//! Synthesis of the final mixed track
//!
//! One request runs strictly in order: tool check, narration probe, graph
//! build, output allocation, a single ffmpeg run. Nothing is retried here.

use std::ffi::OsString;
use std::path::Path;

use chrono::{DateTime, Utc};
use log::{error, info};
use serde::Serialize;

use crate::config::MixerConfig;
use crate::error::{MixError, Result};
use crate::media::filter::{self, FilterGraph, GraphParams};
use crate::media::probe::{self, ProbeStatus};
use crate::request::SynthesisRequest;
use crate::utils::ffmpeg::{self, stderr_excerpt};
use crate::utils::temp::{remove_quietly, ScratchAsset, ScratchDir};

/// Derived, immutable description of one synthesis
#[derive(Debug, Clone)]
pub struct SynthesisPlan {
    probe: ProbeStatus,
    params: GraphParams,
    graph: FilterGraph,
}

impl SynthesisPlan {
    /// Derive the plan from a request and the probed narration duration
    pub fn new(request: &SynthesisRequest, probe: ProbeStatus, dropout_transition: f64) -> Self {
        let total_duration =
            request.intro_delay() + probe.seconds() + request.outro_length();
        let params = GraphParams {
            background_volume: request.background_volume(),
            intro_delay: request.intro_delay(),
            outro_length: request.outro_length(),
            total_duration,
            dropout_transition,
        };
        let graph = filter::build(&params);
        Self {
            probe,
            params,
            graph,
        }
    }

    pub fn narration_duration(&self) -> f64 {
        self.probe.seconds()
    }

    pub fn total_duration(&self) -> f64 {
        self.params.total_duration
    }

    pub fn probe(&self) -> &ProbeStatus {
        &self.probe
    }

    pub fn graph(&self) -> &FilterGraph {
        &self.graph
    }

    /// Literal `-filter_complex` argument
    pub fn filter_complex(&self) -> String {
        self.graph.to_string()
    }
}

/// Successful synthesis
#[derive(Debug, Clone, Serialize)]
pub struct SynthesisResult {
    pub output: ScratchAsset,
    pub narration_duration: f64,
    pub total_duration: f64,
    pub probe: ProbeStatus,
    pub filter_complex: String,
    pub created_at: DateTime<Utc>,
}

/// Orchestrates probing, graph building and the ffmpeg run
#[derive(Debug, Clone)]
pub struct Synthesizer {
    config: MixerConfig,
    scratch: ScratchDir,
}

impl Synthesizer {
    pub fn new(config: MixerConfig) -> Result<Self> {
        config.validate()?;
        let scratch = ScratchDir::new(config.scratch_dir.clone(), config.retention());
        Ok(Self { config, scratch })
    }

    pub fn config(&self) -> &MixerConfig {
        &self.config
    }

    pub fn scratch(&self) -> &ScratchDir {
        &self.scratch
    }

    /// Whether the configured ffmpeg starts and exits cleanly
    pub async fn is_available(&self) -> bool {
        ffmpeg::is_available(&self.config.ffmpeg_path).await
    }

    /// Probe the narration and derive the plan, without running ffmpeg
    pub async fn plan(&self, request: &SynthesisRequest) -> Result<SynthesisPlan> {
        let probe = probe::probe_asset(
            &self.config.ffprobe_path,
            request.narration(),
            self.config.probe_policy,
            self.config.process_timeout(),
        )
        .await?;
        Ok(SynthesisPlan::new(
            request,
            probe,
            self.config.dropout_transition_secs,
        ))
    }

    /// Full ffmpeg argument list for a plan
    pub fn ffmpeg_args(
        &self,
        request: &SynthesisRequest,
        plan: &SynthesisPlan,
        output: &Path,
    ) -> Vec<OsString> {
        let mut args: Vec<OsString> = vec![
            "-y".into(),
            "-i".into(),
            request.narration().path().into(),
            "-i".into(),
            request.background().path().into(),
            "-filter_complex".into(),
            plan.filter_complex().into(),
            "-map".into(),
            plan.graph().output_label().into(),
        ];
        args.extend(self.config.codec.ffmpeg_args().into_iter().map(OsString::from));
        args.push(output.into());
        args
    }

    /// Mix the request into a new scratch asset
    pub async fn synthesize(&self, request: &SynthesisRequest) -> Result<SynthesisResult> {
        // Inputs may have vanished since the request was validated
        request.narration().ensure_exists("narration")?;
        request.background().ensure_exists("background")?;

        if !self.is_available().await {
            error!("ffmpeg is not available at {}", self.config.ffmpeg_path.display());
            return Err(MixError::ToolUnavailable {
                tool: ffmpeg::tool_name(&self.config.ffmpeg_path),
                path: self.config.ffmpeg_path.display().to_string(),
            });
        }

        let plan = self.plan(request).await?;
        info!(
            "Mixing {} over {} (volume {}, intro {} s, outro {} s, total {:.3} s)",
            request.narration().path().display(),
            request.background().path().display(),
            request.background_volume(),
            request.intro_delay(),
            request.outro_length(),
            plan.total_duration()
        );

        self.scratch.ensure()?;
        let output_path = self.scratch.allocate(
            &self.config.output_prefix,
            self.config.codec.extension(),
        );

        let args = self.ffmpeg_args(request, &plan, &output_path);

        let output = match ffmpeg::run_tool(
            &self.config.ffmpeg_path,
            &args,
            self.config.process_timeout(),
        )
        .await
        {
            Ok(output) => output,
            Err(e) => {
                discard_partial(&output_path);
                return Err(e);
            }
        };

        if !output.status.success() {
            let stderr_excerpt = stderr_excerpt(&output.stderr);
            error!("ffmpeg failed with {}: {}", output.status, stderr_excerpt);
            discard_partial(&output_path);
            return Err(MixError::ProcessFailed {
                exit_code: output.status.code(),
                stderr_excerpt,
            });
        }

        if !output_path.is_file() {
            return Err(MixError::ProcessFailed {
                exit_code: output.status.code(),
                stderr_excerpt: format!(
                    "ffmpeg reported success but {} was not written",
                    output_path.display()
                ),
            });
        }

        info!("Mixed track written to {}", output_path.display());
        Ok(SynthesisResult {
            narration_duration: plan.narration_duration(),
            total_duration: plan.total_duration(),
            filter_complex: plan.filter_complex(),
            probe: plan.probe().clone(),
            output: ScratchAsset::new(output_path),
            created_at: Utc::now(),
        })
    }
}

fn discard_partial(path: &Path) {
    if let Err(e) = remove_quietly(path) {
        error!("Failed to remove partial output {}: {}", path.display(), e);
    }
}
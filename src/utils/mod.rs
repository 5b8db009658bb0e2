//! Subprocess and filesystem helpers

pub mod ffmpeg;
pub mod logger;
pub mod temp;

## ABOUT THIS TASK
For the word "impl", show every line of the entries that holds it.

## ANSWER SECTION
impl SynthesisPlan {
impl Synthesizer {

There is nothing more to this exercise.